## Exercise aim
Say the number of lines in the records below that hold the word "caller", and only that number.

## Exercise material
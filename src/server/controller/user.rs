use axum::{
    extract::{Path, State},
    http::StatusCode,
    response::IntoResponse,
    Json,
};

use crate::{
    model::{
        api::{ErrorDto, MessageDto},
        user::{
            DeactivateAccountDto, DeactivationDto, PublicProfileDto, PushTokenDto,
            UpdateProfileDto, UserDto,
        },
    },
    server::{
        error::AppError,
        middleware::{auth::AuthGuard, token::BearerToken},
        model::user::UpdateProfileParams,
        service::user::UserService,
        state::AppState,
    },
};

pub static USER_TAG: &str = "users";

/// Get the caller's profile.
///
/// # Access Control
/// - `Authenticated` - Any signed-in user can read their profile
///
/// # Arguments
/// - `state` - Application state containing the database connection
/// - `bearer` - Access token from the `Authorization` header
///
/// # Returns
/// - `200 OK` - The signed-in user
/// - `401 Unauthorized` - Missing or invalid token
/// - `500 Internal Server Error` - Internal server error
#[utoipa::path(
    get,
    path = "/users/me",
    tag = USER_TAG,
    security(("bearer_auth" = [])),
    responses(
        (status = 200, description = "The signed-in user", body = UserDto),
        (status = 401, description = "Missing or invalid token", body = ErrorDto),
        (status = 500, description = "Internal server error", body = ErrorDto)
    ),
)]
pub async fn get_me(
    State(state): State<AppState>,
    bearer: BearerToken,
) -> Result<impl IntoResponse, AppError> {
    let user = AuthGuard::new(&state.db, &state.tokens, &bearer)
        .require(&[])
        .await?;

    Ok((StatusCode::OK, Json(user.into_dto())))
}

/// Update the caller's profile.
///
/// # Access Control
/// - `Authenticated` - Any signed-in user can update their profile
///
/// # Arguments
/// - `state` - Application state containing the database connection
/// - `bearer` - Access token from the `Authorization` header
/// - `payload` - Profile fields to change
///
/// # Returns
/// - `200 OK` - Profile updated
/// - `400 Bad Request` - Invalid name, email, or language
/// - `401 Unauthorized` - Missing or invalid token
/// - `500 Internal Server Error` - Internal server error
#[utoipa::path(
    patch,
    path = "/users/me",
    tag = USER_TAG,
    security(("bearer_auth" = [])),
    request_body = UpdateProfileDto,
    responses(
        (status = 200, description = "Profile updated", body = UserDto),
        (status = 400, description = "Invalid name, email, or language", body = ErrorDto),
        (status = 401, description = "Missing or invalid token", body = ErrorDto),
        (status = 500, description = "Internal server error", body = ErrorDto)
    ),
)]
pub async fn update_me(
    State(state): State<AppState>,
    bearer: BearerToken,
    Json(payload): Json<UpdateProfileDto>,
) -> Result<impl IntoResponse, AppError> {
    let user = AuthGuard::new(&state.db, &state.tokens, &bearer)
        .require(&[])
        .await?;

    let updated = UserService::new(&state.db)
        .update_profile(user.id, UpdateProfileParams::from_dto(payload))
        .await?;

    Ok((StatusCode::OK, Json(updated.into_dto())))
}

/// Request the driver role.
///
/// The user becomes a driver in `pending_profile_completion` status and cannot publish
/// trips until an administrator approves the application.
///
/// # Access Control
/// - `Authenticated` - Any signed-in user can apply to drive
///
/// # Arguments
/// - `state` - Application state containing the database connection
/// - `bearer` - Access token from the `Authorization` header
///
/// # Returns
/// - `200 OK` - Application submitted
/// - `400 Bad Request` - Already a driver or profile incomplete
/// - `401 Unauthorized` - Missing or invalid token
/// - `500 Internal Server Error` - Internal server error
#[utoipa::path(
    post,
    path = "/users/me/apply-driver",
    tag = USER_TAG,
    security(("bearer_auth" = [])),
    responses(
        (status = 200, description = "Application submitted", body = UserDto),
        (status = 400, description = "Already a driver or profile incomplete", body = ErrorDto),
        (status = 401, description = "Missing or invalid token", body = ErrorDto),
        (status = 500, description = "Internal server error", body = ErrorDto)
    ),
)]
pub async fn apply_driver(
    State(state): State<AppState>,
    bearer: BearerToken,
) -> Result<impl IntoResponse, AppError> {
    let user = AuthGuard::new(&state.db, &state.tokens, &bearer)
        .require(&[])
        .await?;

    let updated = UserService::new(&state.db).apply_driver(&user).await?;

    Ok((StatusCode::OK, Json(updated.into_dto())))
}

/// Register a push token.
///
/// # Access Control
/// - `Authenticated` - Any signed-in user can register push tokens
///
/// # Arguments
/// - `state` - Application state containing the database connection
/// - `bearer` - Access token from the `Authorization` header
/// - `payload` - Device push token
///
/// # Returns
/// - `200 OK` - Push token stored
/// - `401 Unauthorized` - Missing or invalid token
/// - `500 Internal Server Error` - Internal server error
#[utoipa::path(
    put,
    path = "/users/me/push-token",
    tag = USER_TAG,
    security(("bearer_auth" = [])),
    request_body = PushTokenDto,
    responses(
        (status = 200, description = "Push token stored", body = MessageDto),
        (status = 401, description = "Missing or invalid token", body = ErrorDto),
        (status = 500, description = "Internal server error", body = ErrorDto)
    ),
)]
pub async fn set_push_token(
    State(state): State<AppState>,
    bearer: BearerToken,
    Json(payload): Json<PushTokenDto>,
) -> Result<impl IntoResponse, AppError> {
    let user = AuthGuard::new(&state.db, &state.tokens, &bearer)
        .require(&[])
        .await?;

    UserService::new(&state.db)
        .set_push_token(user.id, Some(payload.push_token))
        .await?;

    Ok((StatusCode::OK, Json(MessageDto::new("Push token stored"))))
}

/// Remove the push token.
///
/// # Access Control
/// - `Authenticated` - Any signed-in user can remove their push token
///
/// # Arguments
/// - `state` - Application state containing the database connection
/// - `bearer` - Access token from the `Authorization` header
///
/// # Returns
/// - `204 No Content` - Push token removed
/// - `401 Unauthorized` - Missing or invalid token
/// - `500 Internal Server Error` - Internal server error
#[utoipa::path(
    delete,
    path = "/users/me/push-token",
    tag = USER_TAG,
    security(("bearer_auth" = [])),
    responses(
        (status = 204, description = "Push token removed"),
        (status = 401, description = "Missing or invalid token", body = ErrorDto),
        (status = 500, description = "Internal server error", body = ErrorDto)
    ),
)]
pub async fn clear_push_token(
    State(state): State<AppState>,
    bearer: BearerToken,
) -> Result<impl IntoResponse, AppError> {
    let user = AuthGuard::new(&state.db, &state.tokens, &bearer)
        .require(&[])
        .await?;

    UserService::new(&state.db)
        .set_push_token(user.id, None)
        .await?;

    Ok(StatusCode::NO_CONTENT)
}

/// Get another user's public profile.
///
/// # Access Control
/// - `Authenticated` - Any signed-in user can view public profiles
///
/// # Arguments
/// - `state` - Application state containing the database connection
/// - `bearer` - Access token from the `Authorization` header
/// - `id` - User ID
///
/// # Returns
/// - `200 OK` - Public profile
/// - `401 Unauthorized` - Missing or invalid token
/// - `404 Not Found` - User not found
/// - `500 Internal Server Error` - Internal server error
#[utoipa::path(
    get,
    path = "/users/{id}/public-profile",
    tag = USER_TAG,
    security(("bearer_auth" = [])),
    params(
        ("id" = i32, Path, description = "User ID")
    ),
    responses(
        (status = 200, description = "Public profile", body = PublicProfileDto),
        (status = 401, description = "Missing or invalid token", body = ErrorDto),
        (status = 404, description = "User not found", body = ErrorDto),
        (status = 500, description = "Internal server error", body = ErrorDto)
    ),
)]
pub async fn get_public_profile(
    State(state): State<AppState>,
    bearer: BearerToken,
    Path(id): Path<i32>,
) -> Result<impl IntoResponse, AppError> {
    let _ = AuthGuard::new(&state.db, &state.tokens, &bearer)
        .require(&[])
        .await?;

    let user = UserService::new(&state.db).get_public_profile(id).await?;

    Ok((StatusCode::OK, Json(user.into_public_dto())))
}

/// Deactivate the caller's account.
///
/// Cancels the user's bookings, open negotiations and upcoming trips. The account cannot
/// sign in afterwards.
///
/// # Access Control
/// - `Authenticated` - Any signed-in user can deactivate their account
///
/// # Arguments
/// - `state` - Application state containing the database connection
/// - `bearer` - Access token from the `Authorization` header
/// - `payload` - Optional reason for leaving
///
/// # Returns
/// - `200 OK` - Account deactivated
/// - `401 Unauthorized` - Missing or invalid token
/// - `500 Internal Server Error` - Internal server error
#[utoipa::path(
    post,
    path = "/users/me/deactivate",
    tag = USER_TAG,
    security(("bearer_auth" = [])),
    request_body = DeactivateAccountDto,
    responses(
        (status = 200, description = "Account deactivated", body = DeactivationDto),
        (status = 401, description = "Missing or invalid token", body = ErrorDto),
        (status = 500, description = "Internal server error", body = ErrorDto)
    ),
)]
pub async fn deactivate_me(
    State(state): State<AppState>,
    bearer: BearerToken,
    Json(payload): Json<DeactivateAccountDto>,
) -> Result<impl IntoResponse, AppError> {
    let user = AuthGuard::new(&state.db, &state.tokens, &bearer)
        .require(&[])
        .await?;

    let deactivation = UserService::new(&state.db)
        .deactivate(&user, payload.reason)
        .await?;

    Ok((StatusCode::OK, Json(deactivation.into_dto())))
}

## Result of this task
3